Property Owners Facing Foreclosure Waive the Right to Restrain Sale if They Don't Post the Required Bond
Investors considering purchasing distressed properties are facing one less potential risk thanks to a recent decision by the Washington Supreme Court on nonjudicial foreclosures. After a year of what seemed like pro-borrower decisions regarding the Deed of Trust Act, the Court once again emphasized strict compliance with the Act—but this time the ruling was directed at borrowers. In Frizzell v. Murray (No. 87927-3, 2013 WL 6312124 (Wash. Dec. 5, 2013)), the court found that property owners facing foreclosure waive their rights to challenge a foreclosure sale after-the-fact if they don’t take the necessary steps required to secure an injunction.

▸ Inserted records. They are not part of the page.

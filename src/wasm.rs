//! WebAssembly bindings for counter-kit.
//!
//! Enable with the `wasm` feature:
//!
//! ```toml
//! [dependencies]
//! counter-kit = { version = "0.1", features = ["wasm"] }
//! ```
//!
//! Only the synchronous surface is exposed. A JavaScript host drives the
//! latency-bound mutation itself and calls `incrementBy` when it resolves.

use tracing::warn;
use wasm_bindgen::prelude::*;

use crate::{CounterConfig, CounterEvent};

// ── BoundedCounter ──────────────────────────────────────────────────

/// A bounded counter for use from JavaScript.
#[wasm_bindgen(js_name = BoundedCounter)]
pub struct WasmBoundedCounter {
    inner: crate::BoundedCounter,
}

#[wasm_bindgen(js_class = BoundedCounter)]
impl WasmBoundedCounter {
    /// Create a counter. Throws if the configuration is invalid.
    #[wasm_bindgen(constructor)]
    pub fn new(
        initial: i64,
        step: i64,
        min: Option<i64>,
        max: Option<i64>,
    ) -> Result<WasmBoundedCounter, JsError> {
        let config = CounterConfig {
            initial,
            step,
            min,
            max,
            ..CounterConfig::default()
        };
        let inner = crate::BoundedCounter::new(config)?;
        Ok(Self { inner })
    }

    /// Add one step.
    pub fn increment(&self) -> i64 {
        self.inner.increment()
    }

    /// Subtract one step.
    pub fn decrement(&self) -> i64 {
        self.inner.decrement()
    }

    /// Add a signed amount.
    #[wasm_bindgen(js_name = incrementBy)]
    pub fn increment_by(&self, amount: i64) -> i64 {
        self.inner.increment_by(amount)
    }

    /// Return to the initial value.
    pub fn reset(&self) -> i64 {
        self.inner.reset()
    }

    /// Jump to a target, clamped into bounds.
    pub fn set(&self, target: i64) -> i64 {
        self.inner.set(target)
    }

    /// Current value.
    #[wasm_bindgen(getter)]
    pub fn value(&self) -> i64 {
        self.inner.value()
    }

    /// Whether an asynchronous mutation is in flight.
    #[wasm_bindgen(getter, js_name = isLoading)]
    pub fn is_loading(&self) -> bool {
        self.inner.is_loading()
    }

    /// Call `callback(current, previous)` after every value change.
    pub fn subscribe(&self, callback: js_sys::Function) {
        self.inner.subscribe(move |event| {
            if let CounterEvent::ValueChanged { previous, current } = *event {
                if let Err(err) = callback.call2(
                    &JsValue::NULL,
                    &JsValue::from(current),
                    &JsValue::from(previous),
                ) {
                    warn!(error = ?err, previous, current, "counter subscriber threw");
                }
            }
        });
    }
}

Tamara Frizzell borrowed $100,000 from Barbara Murray and secured the loan with a deed of trust on her home. However, Frizzell failed to pay back the loan, so Murray instigated nonjudicial foreclosure proceedings. Frizzell responded by suing Murray, alleging various civil claims and sought to enjoin the sale. The judge granted the motion to enjoin the sale but required Frizzell to deposit with the court the $15,000 currently in arrears, as well as a $10,000 bond by the next morning. Frizzell failed to make the deposits and the sale took place the next day. The trial court subsequently granted summary judgment in favor of Murray because Frizzell had waived her right to post-judgment relief by failing to restrain the sale.

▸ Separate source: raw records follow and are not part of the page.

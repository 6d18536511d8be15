//! Snapshot persistence.
//!
//! A counter persists only its current value, wrapped in a versioned
//! [`Snapshot`]. Bounds, step, and the initial value come from the
//! [`CounterConfig`] used to rehydrate it, so a changed config still wins
//! over stale stored data.
//!
//! ```
//! use counter_kit::persist::MemoryStore;
//! use counter_kit::{BoundedCounter, CounterConfig};
//!
//! let config = CounterConfig::default().with_bounds(0, 10);
//! let mut store = MemoryStore::new();
//!
//! let counter = BoundedCounter::new(config.clone()).unwrap();
//! counter.set(7);
//! counter.save(&mut store, "clicks").unwrap();
//!
//! let restored = BoundedCounter::rehydrate(config, &store, "clicks").unwrap();
//! assert_eq!(restored.value(), 7);
//! assert_eq!(restored.initial(), 0);
//! ```

use std::cell::RefCell;
use std::collections::BTreeMap;
use std::fmt;
use std::fs;
use std::io;
use std::path::{Path, PathBuf};
use std::rc::Rc;

use tracing::warn;

use crate::observer::{CounterEvent, SubscriptionId};
use crate::{BoundedCounter, ConfigurationError, CounterConfig, PersistError};

/// The persisted form of a counter.
#[derive(Debug, Clone, Copy, PartialEq, Eq, serde::Serialize, serde::Deserialize)]
pub struct Snapshot {
    /// Encoding version, see [`Snapshot::CURRENT_VERSION`].
    pub version: u8,
    /// Counter value at the time of saving.
    pub value: i64,
}

impl Snapshot {
    /// Version written by this crate.
    pub const CURRENT_VERSION: u8 = 1;

    /// Snapshot of `value` at the current version.
    #[must_use]
    pub fn new(value: i64) -> Self {
        Self {
            version: Self::CURRENT_VERSION,
            value,
        }
    }

    /// Encode as JSON.
    pub fn encode(&self) -> Result<Vec<u8>, PersistError> {
        Ok(serde_json::to_vec(self)?)
    }

    /// Decode from JSON, rejecting versions this crate cannot read.
    pub fn decode(bytes: &[u8]) -> Result<Self, PersistError> {
        let snapshot: Self = serde_json::from_slice(bytes)?;
        if snapshot.version != Self::CURRENT_VERSION {
            return Err(PersistError::UnsupportedVersion(snapshot.version));
        }
        Ok(snapshot)
    }
}

/// Key-value storage for encoded snapshots.
///
/// Values are opaque bytes; the store does not interpret them.
pub trait StateStore {
    /// Error type for this backend.
    type Error: fmt::Display;

    /// Store `value` under `key`, replacing any previous value.
    fn put(&mut self, key: &str, value: &[u8]) -> Result<(), Self::Error>;

    /// Retrieve the value under `key`, or `None` if absent.
    fn get(&self, key: &str) -> Result<Option<Vec<u8>>, Self::Error>;

    /// Remove `key`. Removing an absent key is not an error.
    fn delete(&mut self, key: &str) -> Result<(), Self::Error>;

    /// Whether `key` holds a value.
    fn exists(&self, key: &str) -> Result<bool, Self::Error> {
        Ok(self.get(key)?.is_some())
    }
}

/// In-memory storage backend. Nothing touches disk.
#[derive(Debug, Clone, Default)]
pub struct MemoryStore {
    entries: BTreeMap<String, Vec<u8>>,
}

impl MemoryStore {
    /// Create an empty store.
    pub fn new() -> Self {
        Self::default()
    }

    /// Number of stored keys.
    pub fn len(&self) -> usize {
        self.entries.len()
    }

    /// Whether the store is empty.
    pub fn is_empty(&self) -> bool {
        self.entries.is_empty()
    }
}

impl StateStore for MemoryStore {
    type Error = std::convert::Infallible;

    fn put(&mut self, key: &str, value: &[u8]) -> Result<(), Self::Error> {
        self.entries.insert(key.to_string(), value.to_vec());
        Ok(())
    }

    fn get(&self, key: &str) -> Result<Option<Vec<u8>>, Self::Error> {
        Ok(self.entries.get(key).cloned())
    }

    fn delete(&mut self, key: &str) -> Result<(), Self::Error> {
        self.entries.remove(key);
        Ok(())
    }

    fn exists(&self, key: &str) -> Result<bool, Self::Error> {
        Ok(self.entries.contains_key(key))
    }
}

/// Filesystem backend: one `<key>.json` file per key inside a directory.
#[derive(Debug, Clone)]
pub struct FileStore {
    dir: PathBuf,
}

impl FileStore {
    /// Open a store rooted at `dir`, creating the directory if needed.
    pub fn open(dir: impl Into<PathBuf>) -> io::Result<Self> {
        let dir = dir.into();
        fs::create_dir_all(&dir)?;
        Ok(Self { dir })
    }

    /// Directory holding the snapshot files.
    pub fn dir(&self) -> &Path {
        &self.dir
    }

    fn path_for(&self, key: &str) -> io::Result<PathBuf> {
        let valid = !key.is_empty()
            && key
                .chars()
                .all(|c| c.is_ascii_alphanumeric() || matches!(c, '-' | '_' | '.'))
            && !key.starts_with('.');
        if !valid {
            return Err(io::Error::new(
                io::ErrorKind::InvalidInput,
                format!("invalid store key {key:?}"),
            ));
        }
        Ok(self.dir.join(format!("{key}.json")))
    }
}

impl StateStore for FileStore {
    type Error = io::Error;

    fn put(&mut self, key: &str, value: &[u8]) -> Result<(), Self::Error> {
        let path = self.path_for(key)?;
        let tmp = path.with_extension("json.tmp");
        fs::write(&tmp, value)?;
        fs::rename(&tmp, &path)
    }

    fn get(&self, key: &str) -> Result<Option<Vec<u8>>, Self::Error> {
        match fs::read(self.path_for(key)?) {
            Ok(bytes) => Ok(Some(bytes)),
            Err(e) if e.kind() == io::ErrorKind::NotFound => Ok(None),
            Err(e) => Err(e),
        }
    }

    fn delete(&mut self, key: &str) -> Result<(), Self::Error> {
        match fs::remove_file(self.path_for(key)?) {
            Err(e) if e.kind() != io::ErrorKind::NotFound => Err(e),
            _ => Ok(()),
        }
    }
}

impl BoundedCounter {
    /// Current value as a [`Snapshot`].
    #[must_use]
    pub fn snapshot(&self) -> Snapshot {
        Snapshot::new(self.value())
    }

    /// Write the current snapshot under `key`.
    pub fn save<S: StateStore>(&self, store: &mut S, key: &str) -> Result<(), PersistError> {
        let bytes = self.snapshot().encode()?;
        store
            .put(key, &bytes)
            .map_err(|e| PersistError::Store(e.to_string()))
    }

    /// Build a counter from `config` and the snapshot stored under `key`.
    ///
    /// Configuration errors are returned as usual. Everything else falls
    /// back: a missing key, an unreadable store, or an undecodable snapshot
    /// start the counter at `initial`, and a stored value outside the
    /// configured bounds is clamped.
    pub fn rehydrate<S: StateStore>(
        config: CounterConfig,
        store: &S,
        key: &str,
    ) -> Result<Self, ConfigurationError> {
        let bounds = config.validate()?;
        let value = match load_snapshot(store, key) {
            Ok(Some(snapshot)) => {
                let clamped = bounds.clamp(snapshot.value);
                if clamped != snapshot.value {
                    warn!(
                        key,
                        stored = snapshot.value,
                        clamped,
                        %bounds,
                        "stored counter value outside bounds; clamping"
                    );
                }
                clamped
            }
            Ok(None) => config.initial,
            Err(e) => {
                warn!(key, error = %e, "could not restore counter; starting from initial value");
                config.initial
            }
        };
        Ok(Self::from_parts(&config, bounds, value))
    }

    /// Save a snapshot under `key` after every value change.
    ///
    /// Save failures are logged and otherwise ignored. Unsubscribe with the
    /// returned id to stop persisting.
    pub fn persist_on_change<S>(&self, store: Rc<RefCell<S>>, key: impl Into<String>) -> SubscriptionId
    where
        S: StateStore + 'static,
    {
        let key = key.into();
        self.subscribe(move |event| {
            let CounterEvent::ValueChanged { current, .. } = *event else {
                return;
            };
            let result = Snapshot::new(current).encode().and_then(|bytes| {
                store
                    .borrow_mut()
                    .put(&key, &bytes)
                    .map_err(|e| PersistError::Store(e.to_string()))
            });
            if let Err(e) = result {
                warn!(key = %key, error = %e, "failed to persist counter snapshot");
            }
        })
    }
}

fn load_snapshot<S: StateStore>(store: &S, key: &str) -> Result<Option<Snapshot>, PersistError> {
    let Some(bytes) = store
        .get(key)
        .map_err(|e| PersistError::Store(e.to_string()))?
    else {
        return Ok(None);
    };
    Snapshot::decode(&bytes).map(Some)
}

#[cfg(test)]
mod tests {
    use super::*;

    #[test]
    fn snapshot_json_shape() {
        let bytes = Snapshot::new(-3).encode().unwrap();
        assert_eq!(
            serde_json::from_slice::<serde_json::Value>(&bytes).unwrap(),
            serde_json::json!({ "version": 1, "value": -3 })
        );
    }

    #[test]
    fn decode_rejects_unknown_version() {
        let err = Snapshot::decode(br#"{"version": 9, "value": 1}"#).unwrap_err();
        assert!(matches!(err, PersistError::UnsupportedVersion(9)));
    }

    #[test]
    fn memory_store_basic_ops() {
        let mut store = MemoryStore::new();
        assert!(store.is_empty());
        store.put("a", b"1").unwrap();
        assert!(store.exists("a").unwrap());
        assert_eq!(store.get("a").unwrap().as_deref(), Some(b"1".as_slice()));
        store.delete("a").unwrap();
        assert_eq!(store.get("a").unwrap(), None);
        assert_eq!(store.len(), 0);
    }

    #[test]
    fn rehydrate_missing_key_starts_at_initial() {
        let store = MemoryStore::new();
        let c = BoundedCounter::rehydrate(CounterConfig::default().with_initial(3), &store, "x")
            .unwrap();
        assert_eq!(c.value(), 3);
        assert_eq!(c.history(), vec![3]);
    }

    #[test]
    fn rehydrate_clamps_out_of_bounds_value() {
        let mut store = MemoryStore::new();
        store.put("x", &Snapshot::new(500).encode().unwrap()).unwrap();
        let c = BoundedCounter::rehydrate(CounterConfig::default().with_bounds(0, 10), &store, "x")
            .unwrap();
        assert_eq!(c.value(), 10);
        assert_eq!(c.history(), vec![0, 10]);
    }

    #[test]
    fn rehydrate_falls_back_on_garbage() {
        let mut store = MemoryStore::new();
        store.put("x", b"not json").unwrap();
        let c = BoundedCounter::rehydrate(CounterConfig::default().with_initial(2), &store, "x")
            .unwrap();
        assert_eq!(c.value(), 2);
    }

    #[test]
    fn rehydrate_still_rejects_bad_config() {
        let store = MemoryStore::new();
        let err = BoundedCounter::rehydrate(CounterConfig::default().with_step(0), &store, "x")
            .unwrap_err();
        assert_eq!(err, ConfigurationError::NonPositiveStep(0));
    }

    #[test]
    fn persist_on_change_writes_every_change() {
        let store = Rc::new(RefCell::new(MemoryStore::new()));
        let c = BoundedCounter::default();
        c.persist_on_change(Rc::clone(&store), "clicks");

        c.increment();
        c.increment();
        let saved = store.borrow().get("clicks").unwrap().unwrap();
        assert_eq!(Snapshot::decode(&saved).unwrap().value, 2);

        c.reset();
        let saved = store.borrow().get("clicks").unwrap().unwrap();
        assert_eq!(Snapshot::decode(&saved).unwrap().value, 0);
    }

    #[test]
    fn file_store_rejects_path_like_keys() {
        let dir = tempfile::tempdir().unwrap();
        let mut store = FileStore::open(dir.path()).unwrap();
        for key in ["", "../up", "a/b", ".hidden"] {
            assert!(store.put(key, b"{}").is_err(), "key {key:?} accepted");
        }
    }
}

After accepting discretionary review, the Washington Supreme Court reversed the Court of Appeals, which had held in favor of the borrower, and held that Frizzell waived any potential claims as to the foreclosure sale. The court recognized that RCW 61.24.130(1) conditions the issuance of an order to restrain a sale on the payment of the amount currently in arrears into the court’s registry and that other statutes and court rules require the posting of a bond in order to obtain a restraining order. In the court’s words, Frizzell “had knowledge of how to enjoin the sale and failed to do so through her own actions.” Thus, her failure to pay the sums necessary to obtain the preliminary order restraining the sale amounted to waiver of her right to contest the sale. The court, however, punted on the remaining questions as to the applicability of RCW 61.24.127 on Frizzell’s claims for damages because the trial court had not ruled on the issue.

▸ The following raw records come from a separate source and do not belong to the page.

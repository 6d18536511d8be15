use core::convert::Infallible;
use core::future::Future;
use core::time::Duration;
use std::cell::{Cell, RefCell};
use std::rc::Rc;

use tracing::{debug, trace, warn};

use crate::action::{Action, Limits};
use crate::history::History;
use crate::observer::{CounterEvent, Observers, SubscriptionId};
use crate::{AlreadyInProgress, AsyncStatus, Bounds, ConfigurationError, CounterConfig, CounterState};

/// An observable integer clamped into static bounds.
///
/// All mutators take `&self`: the counter is a single-threaded store with
/// interior mutability, shared by reference between the code that drives it
/// and any asynchronous mutation in flight. It is `!Sync`.
///
/// # Example
///
/// ```
/// use counter_kit::{BoundedCounter, CounterConfig};
///
/// let counter = BoundedCounter::new(
///     CounterConfig::default().with_initial(5).with_bounds(0, 10),
/// )
/// .unwrap();
///
/// for _ in 0..6 {
///     counter.decrement();
/// }
/// assert_eq!(counter.value(), 0);
///
/// counter.set(99);
/// assert_eq!(counter.value(), 10);
///
/// counter.reset();
/// assert_eq!(counter.value(), 5);
/// ```
///
/// # Asynchronous increments
///
/// [`increment_async`](Self::increment_async) flips the loading flag before
/// it returns, so a second call is rejected even if the first future has
/// not been polled yet:
///
/// ```
/// use counter_kit::{AlreadyInProgress, BoundedCounter};
///
/// # #[tokio::main(flavor = "current_thread")]
/// # async fn main() {
/// let counter = BoundedCounter::default();
/// let pending = counter.increment_async().unwrap();
/// assert!(counter.is_loading());
/// assert_eq!(counter.increment_async().err(), Some(AlreadyInProgress));
///
/// assert_eq!(pending.await, 1);
/// assert!(!counter.is_loading());
/// # }
/// ```
#[derive(Debug)]
pub struct BoundedCounter {
    limits: Limits,
    latency: Duration,
    value: Cell<i64>,
    status: Cell<AsyncStatus>,
    history: RefCell<History>,
    observers: Observers,
}

impl BoundedCounter {
    /// Build a counter from `config`.
    ///
    /// Fails if `step <= 0`, `min > max`, or `initial` lies outside
    /// `[min, max]`. The initial value is never clamped into range.
    pub fn new(config: CounterConfig) -> Result<Self, ConfigurationError> {
        let bounds = config.validate()?;
        Ok(Self::from_parts(&config, bounds, config.initial))
    }

    /// Build a counter whose current value differs from `initial`.
    ///
    /// `value` must already lie inside `bounds`.
    pub(crate) fn from_parts(config: &CounterConfig, bounds: Bounds, value: i64) -> Self {
        debug_assert!(bounds.contains(value));
        let mut history = History::new(config.history_limit, config.initial);
        if value != config.initial {
            history.record(value);
        }
        Self {
            limits: Limits {
                initial: config.initial,
                step: config.step,
                bounds,
            },
            latency: config.latency(),
            value: Cell::new(value),
            status: Cell::new(AsyncStatus::Idle),
            history: RefCell::new(history),
            observers: Observers::default(),
        }
    }

    /// Current value.
    #[must_use]
    pub fn value(&self) -> i64 {
        self.value.get()
    }

    /// Whether an asynchronous mutation is in flight.
    #[must_use]
    pub fn is_loading(&self) -> bool {
        self.status.get().is_loading()
    }

    /// Status of the asynchronous mutator.
    #[must_use]
    pub fn status(&self) -> AsyncStatus {
        self.status.get()
    }

    /// Value restored by [`reset`](Self::reset).
    #[must_use]
    pub fn initial(&self) -> i64 {
        self.limits.initial
    }

    /// Magnitude of each step.
    #[must_use]
    pub fn step(&self) -> i64 {
        self.limits.step
    }

    /// Clamping interval.
    #[must_use]
    pub fn bounds(&self) -> Bounds {
        self.limits.bounds
    }

    /// Simulated latency of the asynchronous mutator.
    #[must_use]
    pub fn latency(&self) -> Duration {
        self.latency
    }

    /// Snapshot of the whole counter.
    #[must_use]
    pub fn state(&self) -> CounterState {
        CounterState {
            value: self.value(),
            initial: self.limits.initial,
            step: self.limits.step,
            bounds: self.limits.bounds,
            status: self.status(),
        }
    }

    /// Values the counter has held, oldest first.
    #[must_use]
    pub fn history(&self) -> Vec<i64> {
        self.history.borrow().to_vec()
    }

    /// Add one step. A no-op at the upper bound.
    pub fn increment(&self) -> i64 {
        self.dispatch(Action::Increment)
    }

    /// Subtract one step. A no-op at the lower bound.
    pub fn decrement(&self) -> i64 {
        self.dispatch(Action::Decrement)
    }

    /// Add a signed `amount`, clamped into bounds.
    pub fn increment_by(&self, amount: i64) -> i64 {
        self.dispatch(Action::IncrementBy(amount))
    }

    /// Return to the initial value. Always notifies listeners.
    pub fn reset(&self) -> i64 {
        self.dispatch(Action::Reset)
    }

    /// Jump to `target`, clamped into bounds.
    pub fn set(&self, target: i64) -> i64 {
        self.dispatch(Action::Set(target))
    }

    /// Apply an [`Action`] and return the new value.
    pub fn dispatch(&self, action: Action) -> i64 {
        let previous = self.value.get();
        let current = action.apply(previous, &self.limits);
        if action == Action::Reset {
            self.value.set(current);
            self.history.borrow_mut().restart(current);
            trace!(previous, current, "counter reset");
            self.observers
                .notify(CounterEvent::ValueChanged { previous, current });
        } else {
            self.commit(previous, current);
        }
        current
    }

    /// Start an asynchronous increment by one step.
    ///
    /// See [`increment_async_by`](Self::increment_async_by).
    pub fn increment_async(
        &self,
    ) -> Result<impl Future<Output = i64> + '_, AlreadyInProgress> {
        self.increment_async_by(self.limits.step)
    }

    /// Start an asynchronous increment by `amount`.
    ///
    /// The loading flag is raised before this returns. The returned future
    /// waits for the configured latency, applies `clamp(value + amount)`,
    /// lowers the flag, and resolves to the new value. The value is not
    /// touched while the future is pending.
    ///
    /// On success listeners see [`CounterEvent::ValueChanged`] first, while
    /// [`is_loading`](Self::is_loading) still reports `true`, and then
    /// [`CounterEvent::LoadingChanged`] with `loading: false`. A listener that
    /// needs the settled status should wait for the latter.
    ///
    /// Fails with [`AlreadyInProgress`] if another asynchronous mutation has
    /// not settled yet.
    pub fn increment_async_by(
        &self,
        amount: i64,
    ) -> Result<impl Future<Output = i64> + '_, AlreadyInProgress> {
        let latency = self.latency;
        let pending = self.try_increment_async(async move {
            tokio::time::sleep(latency).await;
            Ok::<_, Infallible>(amount)
        })?;
        Ok(async move {
            match pending.await {
                Ok(value) => value,
                Err(never) => match never {},
            }
        })
    }

    /// Start an asynchronous increment whose amount comes from `operation`.
    ///
    /// Same guard and loading transition as
    /// [`increment_async_by`](Self::increment_async_by). When `operation`
    /// yields `Ok(amount)` the amount is applied and the status becomes
    /// [`AsyncStatus::Succeeded`]. When it yields `Err(e)` the value is left
    /// alone, the status becomes [`AsyncStatus::Failed`], and `e` is returned.
    /// No retry is attempted.
    ///
    /// Dropping the returned future before it completes lowers the loading
    /// flag without applying anything.
    pub fn try_increment_async<'a, F, E>(
        &'a self,
        operation: F,
    ) -> Result<impl Future<Output = Result<i64, E>> + 'a, AlreadyInProgress>
    where
        F: Future<Output = Result<i64, E>> + 'a,
        E: 'a,
    {
        let in_flight = self.begin_loading()?;
        Ok(async move {
            match operation.await {
                Ok(amount) => Ok(in_flight.settle(Some(amount))),
                Err(err) => {
                    in_flight.settle(None);
                    Err(err)
                }
            }
        })
    }

    /// Register a listener for value and loading changes.
    ///
    /// Listeners run synchronously, in registration order, after each
    /// mutation is applied.
    pub fn subscribe<F>(&self, listener: F) -> SubscriptionId
    where
        F: Fn(&CounterEvent) + 'static,
    {
        self.observers.subscribe(Rc::new(listener))
    }

    /// Remove a listener. Returns `false` if it was not registered.
    pub fn unsubscribe(&self, id: SubscriptionId) -> bool {
        self.observers.unsubscribe(id)
    }

    /// Number of registered listeners.
    #[must_use]
    pub fn listener_count(&self) -> usize {
        self.observers.len()
    }

    fn commit(&self, previous: i64, current: i64) {
        if previous == current {
            return;
        }
        self.value.set(current);
        self.history.borrow_mut().record(current);
        trace!(previous, current, "counter value changed");
        self.observers
            .notify(CounterEvent::ValueChanged { previous, current });
    }

    fn begin_loading(&self) -> Result<InFlight<'_>, AlreadyInProgress> {
        if self.is_loading() {
            debug!("rejected asynchronous increment: one is already in flight");
            return Err(AlreadyInProgress);
        }
        self.status.set(AsyncStatus::Loading);
        debug!(value = self.value(), "asynchronous increment started");
        self.observers
            .notify(CounterEvent::LoadingChanged { loading: true });
        Ok(InFlight {
            counter: self,
            settled: false,
        })
    }

    fn finish_loading(&self, amount: Option<i64>) -> i64 {
        let status = match amount {
            Some(amount) => {
                let previous = self.value.get();
                self.commit(previous, self.limits.bounds.offset(previous, amount));
                AsyncStatus::Succeeded
            }
            None => AsyncStatus::Failed,
        };
        self.status.set(status);
        debug!(value = self.value(), ?status, "asynchronous increment settled");
        self.observers
            .notify(CounterEvent::LoadingChanged { loading: false });
        self.value.get()
    }
}

impl Default for BoundedCounter {
    fn default() -> Self {
        let config = CounterConfig::default();
        Self::from_parts(&config, Bounds::UNBOUNDED, config.initial)
    }
}

/// Lowers the loading flag exactly once, even if the owning future is
/// dropped before it settles.
struct InFlight<'a> {
    counter: &'a BoundedCounter,
    settled: bool,
}

impl InFlight<'_> {
    fn settle(mut self, amount: Option<i64>) -> i64 {
        self.settled = true;
        self.counter.finish_loading(amount)
    }
}

impl Drop for InFlight<'_> {
    fn drop(&mut self) {
        if self.settled {
            return;
        }
        warn!(
            value = self.counter.value(),
            "asynchronous increment dropped before completion; nothing applied"
        );
        self.counter.status.set(AsyncStatus::Idle);
        self.counter
            .observers
            .notify(CounterEvent::LoadingChanged { loading: false });
    }
}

This opinion represents an important development in Washington’s nonjudicial foreclosure law. Recent decisions, including Albice, Schroeder, and Klem, have emphasized that creditors and trustees must strictly comply with the Deed of Trust Act. So too, says the court in Frizzell, must borrowers. Frizzell is also interesting in that it is the first recent foreclosure case where the borrower failed to prevail in the Supreme Court, which is especially surprising given that the underlying transaction clearly involved a predatory loan. As foreclosure cases continue to work their way through the legal system, it remains to be seen whether this case represents a broader shift in the Court’s approach to foreclosure cases. From a practical standpoint, the case represents an important decision for potential purchasers of distressed properties, clarifying that where a former owner sought but failed to obtain an order to restrain the sale, the court will uphold the transfer.